When Favre throws short, safe passes he usually stays in the pocket and uses three- and five-step drops. But when he uses a seven-step drop (which we should see more of this week), he seems to make more big plays. The deeper in the pocket he is, the more time his receivers have to separate and the more room he has to survey the field. Plus, it allows him to move around the pocket more easily or even move outside and throw on the run -- which is when he is most dangerous.
Jenkins vs. Newberry
NT Kris Jenkins has been very productive through two games, and he should have another big game Monday night versus backup C Jeremy Newberry. Jenkins is big and physical and when not collapsing the pocket or disrupting quarterbacks, he is eating up blockers with double- and triple-teams. This allows the Jets' linebackers to make lots of tackles unblocked. Newberry is a savvy veteran, but he cannot be expected to hold his own at the point of attack versus the 350-pound Jenkins.

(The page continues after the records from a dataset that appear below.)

/// Per-session configuration as read from a file.
#[derive(Debug, Clone, Default, PartialEq, Eq, Serialize, Deserialize)]
#[serde(default)]
pub struct RawSessionConfig {
    /// BeginString (8), e.g. `FIX.4.4`.
    pub begin_string: Option<String>,
    /// SenderCompID (49).
    pub sender_comp_id: Option<String>,
    /// TargetCompID (56).
    pub target_comp_id: Option<String>,
    /// Authentication payload placed in RawData (96) on Logon.
    pub raw_data: String,
    /// Ordered endpoint candidates.
    pub endpoints: Vec<EndpointConfig>,
    /// Shorthand primary host, combined with `port`.
    pub primary_host: Option<String>,
    /// Shorthand secondary host, combined with `port`.
    pub secondary_host: Option<String>,
    /// Port shared by the shorthand hosts.
    pub port: Option<u16>,
    /// Heartbeat interval in milliseconds.
    pub heartbeat_interval_ms: Option<u64>,
    /// Connect timeout in milliseconds.
    pub connect_timeout_ms: Option<u64>,
    /// Logon timeout in milliseconds.
    pub logon_timeout_ms: Option<u64>,
    /// Logout timeout in milliseconds.
    pub logout_timeout_ms: Option<u64>,
    /// Attempts per endpoint.
    pub attempts_per_endpoint: Option<u32>,
    /// Delay between attempts in milliseconds.
    pub retry_delay_ms: Option<u64>,
    /// Whether a lost transport triggers one automatic failover round.
    pub reconnect_on_loss: Option<bool>,
    /// Whether Logon asks the counterparty to reset sequence numbers.
    pub reset_on_logon: Option<bool>,
    /// Directory for the durable logs.
    pub log_dir: Option<PathBuf>,
    /// Directory for sequence number files.
    pub store_dir: Option<PathBuf>,
}

/// Key identifying one session: BeginString, SenderCompID and TargetCompID.
#[derive(Debug, Clone, PartialEq, Eq, PartialOrd, Ord, Hash)]
pub struct SessionId {
    /// BeginString (FIX version).
    pub begin_string: String,
    /// Sender CompID.
    pub sender_comp_id: String,
    /// Target CompID.
    pub target_comp_id: String,
}

impl SessionId {
    /// Creates a new session ID.
    #[must_use]
    pub fn new(
        begin_string: impl Into<String>,
        sender_comp_id: impl Into<String>,
        target_comp_id: impl Into<String>,
    ) -> Self {
        Self {
            begin_string: begin_string.into(),
            sender_comp_id: sender_comp_id.into(),
            target_comp_id: target_comp_id.into(),
        }
    }

    /// Returns the key used in file names, `BEGIN-SENDER-TARGET`.
    #[must_use]
    pub fn file_key(&self) -> String {
        format!(
            "{}-{}-{}",
            self.begin_string, self.sender_comp_id, self.target_comp_id
        )
    }
}

impl fmt::Display for SessionId {
    fn fmt(&self, f: &mut fmt::Formatter<'_>) -> fmt::Result {
        write!(
            f,
            "{}:{}->{}",
            self.begin_string, self.sender_comp_id, self.target_comp_id
        )
    }
}

/// Immutable identity of a session plus its credential.
#[derive(Clone, PartialEq, Eq)]
pub struct SessionIdentity {
    begin_string: String,
    sender_comp_id: CompId,
    target_comp_id: CompId,
    auth_payload: String,
}

impl SessionIdentity {
    /// Returns BeginString.
    #[must_use]
    pub fn begin_string(&self) -> &str {
        &self.begin_string
    }

    /// Returns SenderCompID.
    #[must_use]
    pub fn sender_comp_id(&self) -> &CompId {
        &self.sender_comp_id
    }

    /// Returns TargetCompID.
    #[must_use]
    pub fn target_comp_id(&self) -> &CompId {
        &self.target_comp_id
    }

    /// Returns the authentication payload.
    #[must_use]
    pub fn auth_payload(&self) -> &str {
        &self.auth_payload
    }

    /// Returns the session key.
    #[must_use]
    pub fn session_id(&self) -> SessionId {
        SessionId::new(
            self.begin_string.clone(),
            self.sender_comp_id.as_str(),
            self.target_comp_id.as_str(),
        )
    }
}

// The credential stays out of Debug output.
impl fmt::Debug for SessionIdentity {
    fn fmt(&self, f: &mut fmt::Formatter<'_>) -> fmt::Result {
        f.debug_struct("SessionIdentity")
            .field("begin_string", &self.begin_string)
            .field("sender_comp_id", &self.sender_comp_id)
            .field("target_comp_id", &self.target_comp_id)
            .field("auth_payload", &"<redacted>")
            .finish()
    }
}

/// Validated endpoint candidate.
#[derive(Debug, Clone, PartialEq, Eq, Hash)]
pub struct Endpoint {
    /// Host name or address.
    pub host: String,
    /// TCP port.
    pub port: u16,
    /// Priority class.
    pub role: EndpointRole,
}

impl Endpoint {
    /// Creates an endpoint.
    #[must_use]
    pub fn new(host: impl Into<String>, port: u16, role: EndpointRole) -> Self {
        Self {
            host: host.into(),
            port,
            role,
        }
    }
}

impl fmt::Display for Endpoint {
    fn fmt(&self, f: &mut fmt::Formatter<'_>) -> fmt::Result {
        write!(f, "{}:{} ({})", self.host, self.port, self.role)
    }
}

/// Validated settings of one session.
#[derive(Debug, Clone)]
pub struct SessionSettings {
    /// Identity and credential.
    pub identity: SessionIdentity,
    /// Endpoint candidates, primaries first.
    pub endpoints: Vec<Endpoint>,
    /// Heartbeat interval.
    pub heartbeat_interval: Duration,
    /// Connect timeout per attempt.
    pub connect_timeout: Duration,
    /// Wait for the counterparty's Logon per attempt.
    pub logon_timeout: Duration,
    /// Wait for the counterparty's Logout.
    pub logout_timeout: Duration,
    /// Attempts per endpoint.
    pub attempts_per_endpoint: u32,
    /// Delay between attempts.
    pub retry_delay: Duration,
    /// Whether a lost transport triggers one automatic failover round.
    pub reconnect_on_loss: bool,
    /// Whether Logon carries ResetSeqNumFlag (141=Y).
    pub reset_on_logon: bool,
    /// Directory for the durable logs.
    pub log_dir: PathBuf,
    /// Directory for sequence number files; in-memory sequencing when absent.
    pub store_dir: Option<PathBuf>,
}

impl SessionSettings {
    /// Validates raw configuration.
    ///
    /// # Errors
    /// - `ConfigError::MissingField` if BeginString, SenderCompID or
    ///   TargetCompID is absent or blank
    /// - `ConfigError::InvalidField` if a CompID is too long or a numeric
    ///   setting is zero
    /// - `ConfigError::NoEndpoints` if no endpoint candidate is configured
    pub fn from_raw(raw: RawSessionConfig) -> Result<Self, ConfigError> {
        let begin_string = required(raw.begin_string, "begin_string")?;
        let sender = comp_id(raw.sender_comp_id, "sender_comp_id")?;
        let target = comp_id(raw.target_comp_id, "target_comp_id")?;

        let mut candidates = Vec::new();
        if let Some(port) = raw.port {
            for (host, role) in [
                (raw.primary_host, EndpointRole::Primary),
                (raw.secondary_host, EndpointRole::Secondary),
            ] {
                if let Some(host) = host.filter(|h| !h.trim().is_empty()) {
                    candidates.push(Endpoint::new(host, port, role));
                }
            }
        }
        let implicit_primary = candidates.is_empty();
        for (index, endpoint) in raw.endpoints.into_iter().enumerate() {
            if endpoint.host.trim().is_empty() {
                return Err(ConfigError::InvalidField {
                    field: "endpoints",
                    reason: format!("endpoint {index} has an empty host"),
                });
            }
            let role = endpoint.role.unwrap_or(if implicit_primary && index == 0 {
                EndpointRole::Primary
            } else {
                EndpointRole::Secondary
            });
            candidates.push(Endpoint::new(endpoint.host, endpoint.port, role));
        }
        if candidates.is_empty() {
            return Err(ConfigError::NoEndpoints);
        }
        // Stable: configuration order is kept within a role.
        candidates.sort_by_key(|e| e.role);

        let attempts_per_endpoint = raw
            .attempts_per_endpoint
            .unwrap_or(DEFAULT_ATTEMPTS_PER_ENDPOINT);
        if attempts_per_endpoint == 0 {
            return Err(ConfigError::InvalidField {
                field: "attempts_per_endpoint",
                reason: "must be at least 1".to_string(),
            });
        }

        Ok(Self {
            identity: SessionIdentity {
                begin_string,
                sender_comp_id: sender,
                target_comp_id: target,
                auth_payload: raw.raw_data,
            },
            endpoints: candidates,
            heartbeat_interval: millis(
                raw.heartbeat_interval_ms,
                "heartbeat_interval_ms",
                DEFAULT_HEARTBEAT_INTERVAL,
            )?,
            connect_timeout: millis(
                raw.connect_timeout_ms,
                "connect_timeout_ms",
                DEFAULT_CONNECT_TIMEOUT,
            )?,
            logon_timeout: millis(
                raw.logon_timeout_ms,
                "logon_timeout_ms",
                DEFAULT_LOGON_TIMEOUT,
            )?,
            logout_timeout: millis(
                raw.logout_timeout_ms,
                "logout_timeout_ms",
                DEFAULT_LOGOUT_TIMEOUT,
            )?,
            attempts_per_endpoint,
            retry_delay: raw
                .retry_delay_ms
                .map_or(DEFAULT_RETRY_DELAY, Duration::from_millis),
            reconnect_on_loss: raw.reconnect_on_loss.unwrap_or(true),
            reset_on_logon: raw.reset_on_logon.unwrap_or(false),
            log_dir: raw.log_dir.unwrap_or_else(|| PathBuf::from(DEFAULT_LOG_DIR)),
            store_dir: raw.store_dir,
        })
    }

    /// Returns the session key.
    #[must_use]
    pub fn session_id(&self) -> SessionId {
        self.identity.session_id()
    }
}

fn required(value: Option<String>, field: &'static str) -> Result<String, ConfigError> {
    value
        .map(|v| v.trim().to_string())
        .filter(|v| !v.is_empty())
        .ok_or(ConfigError::MissingField { field })
}

fn comp_id(value: Option<String>, field: &'static str) -> Result<CompId, ConfigError> {
    let value = required(value, field)?;
    CompId::new(&value).ok_or_else(|| ConfigError::InvalidField {
        field,
        reason: format!("longer than {COMP_ID_MAX_LEN} bytes"),
    })
}
/******************************************************************************
   Author: Joaquín Béjar García
   Email: jb@taunais.com
   Date: 16/10/26
******************************************************************************/

//! Multi-session coordinator.
//!
//! Fans operator commands out to every session concurrently and aggregates
//! the outcomes. Sessions are independent: one session failing never stops
//! the others, and the only state they share is the communal log.

use crate::events::SessionEvent;
use crate::initiator::Initiator;
use crate::recovery::GapRecovery;
use fixmux_core::error::{FixError, Result};
use fixmux_session::{Endpoint, SessionId, SessionState};
use fixmux_store::CommunalLog;
use futures::future::join_all;
use std::collections::BTreeMap;
use std::future::Future;
use std::sync::Arc;
use tokio::sync::broadcast;
use tokio_util::sync::CancellationToken;
use tracing::info;

/// Outcome of [`Coordinator::logon_all`].
#[derive(Debug, Default)]
pub struct LogonReport {
    /// Sessions that logged on, with the endpoint used.
    pub succeeded: BTreeMap<SessionId, Endpoint>,
    /// Sessions that did not, with the reason.
    pub failed: BTreeMap<SessionId, FixError>,
}

impl LogonReport {
    /// Returns true if every session logged on.
    #[must_use]
    pub fn is_complete(&self) -> bool {
        self.failed.is_empty()
    }
}

/// Outcome of a fan-out operation other than logon.
#[derive(Debug, Default)]
pub struct OperationReport {
    /// Sessions where the operation succeeded.
    pub succeeded: Vec<SessionId>,
    /// Sessions where it failed, with the reason.
    pub failed: BTreeMap<SessionId, FixError>,
}

impl OperationReport {
    /// Returns true if the operation succeeded everywhere.
    #[must_use]
    pub fn is_complete(&self) -> bool {
        self.failed.is_empty()
    }

    fn collect<T>(outcomes: Vec<(SessionId, Result<T>)>) -> Self {
        let mut report = Self::default();
        for (session, outcome) in outcomes {
            match outcome {
                Ok(_) => report.succeeded.push(session),
                Err(error) => {
                    report.failed.insert(session, error);
                }
            }
        }
        report
    }
}

/// Owns every configured session.
pub struct Coordinator {
    sessions: Vec<Initiator>,
    events: broadcast::Sender<SessionEvent>,
    cancel: CancellationToken,
    communal: Arc<CommunalLog>,
}

impl Coordinator {
    pub(crate) fn new(
        sessions: Vec<Initiator>,
        events: broadcast::Sender<SessionEvent>,
        cancel: CancellationToken,
        communal: Arc<CommunalLog>,
    ) -> Self {
        Self {
            sessions,
            events,
            cancel,
            communal,
        }
    }

    /// Returns the sessions in configuration order.
    #[must_use]
    pub fn sessions(&self) -> &[Initiator] {
        &self.sessions
    }

    /// Looks up one session.
    #[must_use]
    pub fn session(&self, id: &SessionId) -> Option<&Initiator> {
        self.sessions.iter().find(|s| s.session_id() == id)
    }

    /// Returns the state of every session.
    #[must_use]
    pub fn states(&self) -> Vec<(SessionId, SessionState)> {
        self.sessions
            .iter()
            .map(|s| (s.session_id().clone(), s.state()))
            .collect()
    }

    /// Returns a receiver of the events of every session.
    #[must_use]
    pub fn subscribe(&self) -> broadcast::Receiver<SessionEvent> {
        self.events.subscribe()
    }

    /// Returns the shared communal log.
    #[must_use]
    pub fn communal_log(&self) -> &Arc<CommunalLog> {
        &self.communal
    }

    /// Returns the token cancelled by [`Self::shutdown`].
    #[must_use]
    pub fn cancellation(&self) -> &CancellationToken {
        &self.cancel
    }

    /// Logs on every session concurrently.
    pub async fn logon_all(&self) -> LogonReport {
        self.logon_sessions(&self.sessions).await
    }

    /// Logs on the sessions that are `Disconnected` or `Faulted`, leaving
    /// live and in-progress sessions alone.
    pub async fn logon_idle(&self) -> LogonReport {
        let idle: Vec<Initiator> = self
            .sessions
            .iter()
            .filter(|s| matches!(s.state(), SessionState::Disconnected | SessionState::Faulted))
            .cloned()
            .collect();
        self.logon_sessions(&idle).await
    }

    async fn logon_sessions(&self, sessions: &[Initiator]) -> LogonReport {
        let outcomes = fan_out(sessions, |s| async move { s.logon().await }).await;

        let mut report = LogonReport::default();
        for (session, outcome) in outcomes {
            match outcome {
                Ok(endpoint) => {
                    report.succeeded.insert(session, endpoint);
                }
                Err(error) => {
                    report.failed.insert(session, error);
                }
            }
        }
        info!(
            succeeded = report.succeeded.len(),
            failed = report.failed.len(),
            "logon round finished"
        );
        report
    }

    /// Sends a ResendRequest for `begin..=end` on every session.
    pub async fn resend_all(&self, begin: u64, end: u64) -> OperationReport {
        let outcomes = fan_out(&self.sessions, |s| async move {
            GapRecovery::new(s.clone()).request_resend(begin, end).await
        })
        .await;
        OperationReport::collect(outcomes)
    }

    /// Logs out every session. Each logout is bounded by its session's
    /// logout timeout, so a hung counterparty cannot block the others.
    pub async fn logout_all(&self) -> OperationReport {
        let outcomes = fan_out(&self.sessions, |s| async move { s.logout().await }).await;
        OperationReport::collect(outcomes)
    }

    /// Cancels in-flight logons and logs out every logged-on session.
    ///
    /// Sessions caught mid-logon end `Faulted`.
    pub async fn shutdown(&self) -> OperationReport {
        info!("shutting down");
        self.cancel.cancel();
        let active: Vec<Initiator> = self
            .sessions
            .iter()
            .filter(|s| s.state() == SessionState::LoggedOn)
            .cloned()
            .collect();
        let outcomes = fan_out(&active, |s| async move { s.logout().await }).await;
        OperationReport::collect(outcomes)
    }
}

async fn fan_out<'a, T, F, Fut>(sessions: &'a [Initiator], op: F) -> Vec<(SessionId, Result<T>)>
where
    F: Fn(&'a Initiator) -> Fut,
    Fut: Future<Output = Result<T>>,
{
    join_all(sessions.iter().map(|s| {
        let outcome = op(s);
        async move { (s.session_id().clone(), outcome.await) }
    }))
    .await
}

impl std::fmt::Debug for Coordinator {
    fn fmt(&self, f: &mut std::fmt::Formatter<'_>) -> std::fmt::Result {
        f.debug_struct("Coordinator")
            .field("sessions", &self.sessions)
            .field("cancelled", &self.cancel.is_cancelled())
            .finish_non_exhaustive()
    }
}
/******************************************************************************
   Author: Joaquín Béjar García
   Email: jb@taunais.com
   Date: 16/10/26
******************************************************************************/

//! Structured execution data extracted from ExecutionReport (35=8) messages.

use crate::types::Side;
use rust_decimal::Decimal;
use std::fmt;

/// Fill details carried by one ExecutionReport.
///
/// Records are only ever built complete; a report lacking any of the nine
/// fields produces no record at all.
#[derive(Debug, Clone, PartialEq, Eq)]
pub struct ExecutionRecord {
    /// ExecID (17).
    pub exec_id: String,
    /// Symbol (55).
    pub symbol: String,
    /// Side (54).
    pub side: Side,
    /// OrderQty (38).
    pub order_qty: Decimal,
    /// LastPx (31).
    pub last_px: Decimal,
    /// LastQty (32).
    pub last_qty: Decimal,
    /// TransactTime (60), as sent by the counterparty.
    pub transact_time: String,
    /// ExecType (150).
    pub exec_type: char,
    /// OrdStatus (39).
    pub ord_status: char,
}

impl fmt::Display for ExecutionRecord {
    fn fmt(&self, f: &mut fmt::Formatter<'_>) -> fmt::Result {
        write!(
            f,
            "Execution Report: ExecID={}, Symbol={}, Side={}, OrderQty={}, LastPx={}, \
             LastQty={}, TransactTime={}, ExecType={}, OrdStatus={}",
            self.exec_id,
            self.symbol,
            self.side,
            self.order_qty,
            self.last_px,
            self.last_qty,
            self.transact_time,
            self.exec_type,
            self.ord_status
        )
    }
}

#[cfg(test)]
mod tests {
    use super::*;
    use std::str::FromStr;

    #[test]
    fn test_execution_record_line() {
        let record = ExecutionRecord {
            exec_id: "E1".to_string(),
            symbol: "EUR/USD".to_string(),
            side: Side::Buy,
            order_qty: Decimal::from_str("1000000").unwrap(),
            last_px: Decimal::from_str("1.08450").unwrap(),
            last_qty: Decimal::from_str("250000").unwrap(),
            transact_time: "20240301-12:00:00.000".to_string(),
            exec_type: 'F',
            ord_status: '1',
        };
        assert_eq!(
            record.to_string(),
            "Execution Report: ExecID=E1, Symbol=EUR/USD, Side=1, OrderQty=1000000, \
             LastPx=1.08450, LastQty=250000, TransactTime=20240301-12:00:00.000, \
             ExecType=F, OrdStatus=1"
        );
    }
}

Win the field-position battle
This is a big week for the Jets' struggling special teams. They must do a better job of establishing field position, and they have to control explosive return specialist Darren Sproles. In Week 2 the Jets averaged starting their drives at the 21-yard line, which contributed to their conservative play calling. If the Jets are going to win, they have to win the field-position battle, otherwise QB Philip Rivers will be able to use the entire playbook.
The Jets will bring the blitz almost a third of the time, and SS Kerry Rhodes is a master at applying pressure off the edge. However, Rivers has done an excellent job of reading the blitz and either avoiding it with his feet or throwing to his "hot" receiver. The Chargers also have an excellent blocking tight end, Brandon Manumaleuna, who lines up in the backfield during passing situations. Plus, RB LaDainian Tomlinson is very adept at picking up the blitz. This is an area of the game to watch closely.
In two games the Chargers have not shown much production in the red zone, partly due to the nagging injuries to Tomlinson and TE Antonio Gates. However, this might be a good week for the Chargers to pull out their patented Tomlinson halfback pass to Gates against an aggressive Jets defense, especially when Rhodes is blitzing.
Be aggressive on defense
San Diego's pass defense is ranked No. 31, and CBs Antonio Cromartie, Quentin Jammer and Antoine Cason are being beaten by double moves. A big part of the problem is the Chargers' lack of a consistent pass rush. They really miss LB Shawne Merriman, because without his pressure the Chargers' secondary is asked to stay in coverage for too long. However, the Chargers' pass defense ranking is deceiving because this is a good unit, but it could be better if the guys up front did their job. In order for that to happen, defensive coordinator Ted Cottrell will have to call more blitzes and put more pressure on Favre.
Get it to Gates
Gates could be in for a big game, because the Jets have been vulnerable in the middle of the field this season. Part of the problem is that the Jets' safeties are not elite cover guys, but also Rhodes loves to attack versus the run and blitz. If Rivers can catch him on a blitz or lure him with play-action, Gates will have space in the middle of the field.
Gary Horton, a pro scout for Scouts Inc., has been a football talent evaluator for more than 30 years. He spent 10 years in the NFL and 10 years at the college level before launching a private scouting firm, The War Room.